The fact that the contract when delivered by defendant contained blanks which it was understood plaintiff would fill did not prevent the rule we are stating from applying to all other parts of the instrument. The implied authority defendant conferred upon plaintiff was to complete the instrument by filling out the blank spaces. No authority was implied to strike out or alter any of the printed stipulations or agreements. Presumably the parties agreed that.what appeared on the face of the instrument should stand and that the insertions to be made should be consistent with it. [Roe v. Ins. Co., 78 Mo. App. 452 ; Bank v. Nickell, 34 Mo. App. 295 ; Ivory v. Michael, 33 Mo. 398 ; Bank v. Barnum, 160 Fed. 245 ; Loan & Trust Co. v. Brown, 59 Mo. App. l. c. 469.] The rule thus is stated in 2 Cyc. 161:

“An implied authority to fill blanks is confined to such insertions as are necessary to make the instrument perfect according to its nature, frame and intended use. There is no inference of authority to make any addition to the terms of the instrument, or to make a new instrument by erasing what is written or printed, or by filling blanks with stipulations repugnant to the plainly expressed intention of the paper as shown by its written or printed terms.”

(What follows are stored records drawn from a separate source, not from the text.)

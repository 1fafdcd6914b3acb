//! Configuration types for DOCX-to-PNG conversion sessions.
//!
//! Everything a session needs to know about its surroundings lives in
//! [`ClientConfig`], built via its [`ClientConfigBuilder`]: where the
//! conversion service listens, how the upload is shaped, how the downloaded
//! archive is named, and (optionally) pre-built collaborators that replace
//! the HTTP client or the in-memory artifact store.

use crate::artifact::{ArtifactNaming, ArtifactStore};
use crate::error::Docx2PngError;
use crate::observer::SharedObserver;
use crate::pipeline::upload::ConversionService;
use reqwest::Url;
use std::fmt;
use std::sync::Arc;

/// Origin of the conversion service when none is configured.
pub const DEFAULT_BASE_URL: &str = "http://localhost:8000";

/// Path of the conversion endpoint, appended to the base URL.
pub const DEFAULT_ENDPOINT_PATH: &str = "/convert";

/// Multipart field carrying the document bytes.
pub const DEFAULT_FIELD_NAME: &str = "file";

/// Message shown when a failure carries no usable reason.
pub const DEFAULT_FALLBACK_MESSAGE: &str = "Conversion failed";

/// Configuration for a conversion session.
///
/// Built via [`ClientConfig::builder()`] or using [`ClientConfig::default()`].
///
/// # Example
/// ```rust
/// use edgequake_docx2png::ClientConfig;
///
/// let config = ClientConfig::builder()
///     .base_url("http://converter.internal:8000")
///     .request_timeout_secs(300)
///     .build()
///     .unwrap();
/// assert_eq!(
///     config.endpoint_url().unwrap().as_str(),
///     "http://converter.internal:8000/convert"
/// );
/// ```
#[derive(Clone)]
pub struct ClientConfig {
    /// Scheme, host and port (plus optional path prefix) of the service.
    /// Default: `http://localhost:8000`.
    pub base_url: String,

    /// Endpoint path appended to `base_url`. Default: `/convert`.
    pub endpoint_path: String,

    /// Name of the multipart field holding the file. Default: `file`.
    pub field_name: String,

    /// Transport-level timeout for the whole request, in seconds. Default: none.
    ///
    /// The session itself never times out a conversion; when this is set and
    /// elapses, the request ends as a transport failure.
    pub request_timeout_secs: Option<u64>,

    /// Message used when the service gives no reason. Default: `Conversion failed`.
    pub fallback_message: String,

    /// How the downloaded archive is named.
    pub naming: ArtifactNaming,

    /// Pre-constructed conversion service. Takes precedence over the HTTP
    /// client built from `base_url`.
    pub service: Option<Arc<dyn ConversionService>>,

    /// Pre-constructed artifact store. Default: an in-memory store.
    pub artifact_store: Option<Arc<dyn ArtifactStore>>,

    /// Observers notified after every transition.
    pub observers: Vec<SharedObserver>,
}

impl Default for ClientConfig {
    fn default() -> Self {
        Self {
            base_url: DEFAULT_BASE_URL.to_string(),
            endpoint_path: DEFAULT_ENDPOINT_PATH.to_string(),
            field_name: DEFAULT_FIELD_NAME.to_string(),
            request_timeout_secs: None,
            fallback_message: DEFAULT_FALLBACK_MESSAGE.to_string(),
            naming: ArtifactNaming::default(),
            service: None,
            artifact_store: None,
            observers: Vec::new(),
        }
    }
}

impl fmt::Debug for ClientConfig {
    fn fmt(&self, f: &mut fmt::Formatter<'_>) -> fmt::Result {
        f.debug_struct("ClientConfig")
            .field("base_url", &self.base_url)
            .field("endpoint_path", &self.endpoint_path)
            .field("field_name", &self.field_name)
            .field("request_timeout_secs", &self.request_timeout_secs)
            .field("fallback_message", &self.fallback_message)
            .field("naming", &self.naming)
            .field(
                "service",
                &self.service.as_ref().map(|_| "<dyn ConversionService>"),
            )
            .field(
                "artifact_store",
                &self.artifact_store.as_ref().map(|_| "<dyn ArtifactStore>"),
            )
            .field("observers", &self.observers.len())
            .finish()
    }
}

impl ClientConfig {
    /// Create a new builder for `ClientConfig`.
    pub fn builder() -> ClientConfigBuilder {
        ClientConfigBuilder {
            config: Self::default(),
        }
    }

    /// Full URL of the conversion endpoint.
    ///
    /// The endpoint path is appended to whatever path the base URL already
    /// has, so `http://host/api` + `/convert` → `http://host/api/convert`.
    pub fn endpoint_url(&self) -> Result<Url, Docx2PngError> {
        let joined = format!(
            "{}/{}",
            self.base_url.trim_end_matches('/'),
            self.endpoint_path.trim_start_matches('/')
        );
        let url = Url::parse(&joined).map_err(|e| {
            Docx2PngError::InvalidConfig(format!("invalid service URL '{joined}': {e}"))
        })?;
        match url.scheme() {
            "http" | "https" => Ok(url),
            other => Err(Docx2PngError::InvalidConfig(format!(
                "service URL must be http or https, got '{other}'"
            ))),
        }
    }
}

/// Builder for [`ClientConfig`].
pub struct ClientConfigBuilder {
    config: ClientConfig,
}

impl fmt::Debug for ClientConfigBuilder {
    fn fmt(&self, f: &mut fmt::Formatter<'_>) -> fmt::Result {
        f.debug_struct("ClientConfigBuilder")
            .field("config", &self.config)
            .finish()
    }
}

impl ClientConfigBuilder {
    pub fn base_url(mut self, url: impl Into<String>) -> Self {
        self.config.base_url = url.into();
        self
    }

    pub fn endpoint_path(mut self, path: impl Into<String>) -> Self {
        self.config.endpoint_path = path.into();
        self
    }

    pub fn field_name(mut self, name: impl Into<String>) -> Self {
        self.config.field_name = name.into();
        self
    }

    pub fn request_timeout_secs(mut self, secs: u64) -> Self {
        self.config.request_timeout_secs = Some(secs);
        self
    }

    pub fn fallback_message(mut self, message: impl Into<String>) -> Self {
        self.config.fallback_message = message.into();
        self
    }

    pub fn naming(mut self, naming: ArtifactNaming) -> Self {
        self.config.naming = naming;
        self
    }

    pub fn service(mut self, service: Arc<dyn ConversionService>) -> Self {
        self.config.service = Some(service);
        self
    }

    pub fn artifact_store(mut self, store: Arc<dyn ArtifactStore>) -> Self {
        self.config.artifact_store = Some(store);
        self
    }

    pub fn observer(mut self, observer: SharedObserver) -> Self {
        self.config.observers.push(observer);
        self
    }

    /// Build the configuration, validating constraints.
    pub fn build(self) -> Result<ClientConfig, Docx2PngError> {
        let c = &self.config;
        c.endpoint_url()?;
        if c.field_name.trim().is_empty() {
            return Err(Docx2PngError::InvalidConfig(
                "multipart field name must not be empty".into(),
            ));
        }
        if c.request_timeout_secs == Some(0) {
            return Err(Docx2PngError::InvalidConfig(
                "request timeout must be ≥ 1 second".into(),
            ));
        }
        if c.fallback_message.trim().is_empty() {
            return Err(Docx2PngError::InvalidConfig(
                "fallback message must not be empty".into(),
            ));
        }
        if c.naming.extension.is_empty() {
            return Err(Docx2PngError::InvalidConfig(
                "archive extension must not be empty".into(),
            ));
        }
        Ok(self.config)
    }
}

#[cfg(test)]
mod tests {
    use super::*;

    #[test]
    fn defaults_point_at_local_service() {
        let config = ClientConfig::default();
        assert_eq!(
            config.endpoint_url().unwrap().as_str(),
            "http://localhost:8000/convert"
        );
        assert_eq!(config.field_name, "file");
        assert_eq!(config.request_timeout_secs, None);
        assert_eq!(config.fallback_message, "Conversion failed");
    }

    #[test]
    fn endpoint_keeps_base_path_prefix() {
        let config = ClientConfig::builder()
            .base_url("https://example.com/api/")
            .endpoint_path("convert")
            .build()
            .unwrap();
        assert_eq!(
            config.endpoint_url().unwrap().as_str(),
            "https://example.com/api/convert"
        );
    }

    #[test]
    fn rejects_bad_urls() {
        assert!(matches!(
            ClientConfig::builder().base_url("not a url").build(),
            Err(Docx2PngError::InvalidConfig(_))
        ));
        assert!(matches!(
            ClientConfig::builder().base_url("ftp://example.com").build(),
            Err(Docx2PngError::InvalidConfig(_))
        ));
    }

    #[test]
    fn rejects_empty_field_and_zero_timeout() {
        assert!(ClientConfig::builder().field_name(" ").build().is_err());
        assert!(ClientConfig::builder().request_timeout_secs(0).build().is_err());
        assert!(ClientConfig::builder()
            .request_timeout_secs(30)
            .build()
            .is_ok());
    }

    #[test]
    fn debug_hides_trait_objects() {
        let config = ClientConfig::builder()
            .observer(Arc::new(crate::observer::NoopObserver))
            .build()
            .unwrap();
        let dbg = format!("{config:?}");
        assert!(dbg.contains("observers: 1"), "got: {dbg}");
        assert!(dbg.contains("service: None"), "got: {dbg}");
    }
}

The court, over the objection of plaintiff, allowed defendant to attack the printed terms of the contract in her evidence and submitted to-the jury the issue of fact thus raised. This was prejudicial error. Since defendant admitted signing the written contract, the only defense left to her was the affirmative défense of payment.

The judgment is reversed and the cause remanded

All concur.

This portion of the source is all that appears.